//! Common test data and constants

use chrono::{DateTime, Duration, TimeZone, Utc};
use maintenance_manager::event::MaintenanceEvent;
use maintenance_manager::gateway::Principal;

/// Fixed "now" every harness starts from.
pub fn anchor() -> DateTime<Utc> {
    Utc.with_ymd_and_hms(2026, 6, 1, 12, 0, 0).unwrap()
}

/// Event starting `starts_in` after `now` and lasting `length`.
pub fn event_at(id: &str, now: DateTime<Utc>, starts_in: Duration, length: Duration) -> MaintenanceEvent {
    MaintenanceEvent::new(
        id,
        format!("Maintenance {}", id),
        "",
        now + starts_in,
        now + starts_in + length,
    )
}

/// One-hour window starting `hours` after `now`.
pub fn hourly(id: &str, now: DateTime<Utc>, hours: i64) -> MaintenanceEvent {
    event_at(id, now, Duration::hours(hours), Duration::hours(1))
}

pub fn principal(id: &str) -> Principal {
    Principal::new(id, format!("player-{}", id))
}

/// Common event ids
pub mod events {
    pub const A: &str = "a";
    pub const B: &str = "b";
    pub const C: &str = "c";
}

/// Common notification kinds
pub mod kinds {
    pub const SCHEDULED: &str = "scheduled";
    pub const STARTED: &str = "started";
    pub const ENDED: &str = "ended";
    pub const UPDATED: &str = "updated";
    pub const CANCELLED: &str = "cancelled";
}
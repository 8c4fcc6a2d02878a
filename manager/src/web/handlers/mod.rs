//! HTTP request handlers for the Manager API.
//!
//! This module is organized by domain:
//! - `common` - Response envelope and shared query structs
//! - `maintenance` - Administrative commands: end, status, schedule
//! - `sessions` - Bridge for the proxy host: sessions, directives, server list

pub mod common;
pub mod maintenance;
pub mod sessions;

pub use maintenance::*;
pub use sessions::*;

┄┄┄┄┄┄┄┄┄┄┄┄┄┄┄┄┄┄┄┄

* **Required work**: Report each line of the listing above that uses the word "after".

* **Result of this exercise**:
/// Event starting `starts_in` after `now` and lasting `length`.
/// One-hour window starting `hours` after `now`.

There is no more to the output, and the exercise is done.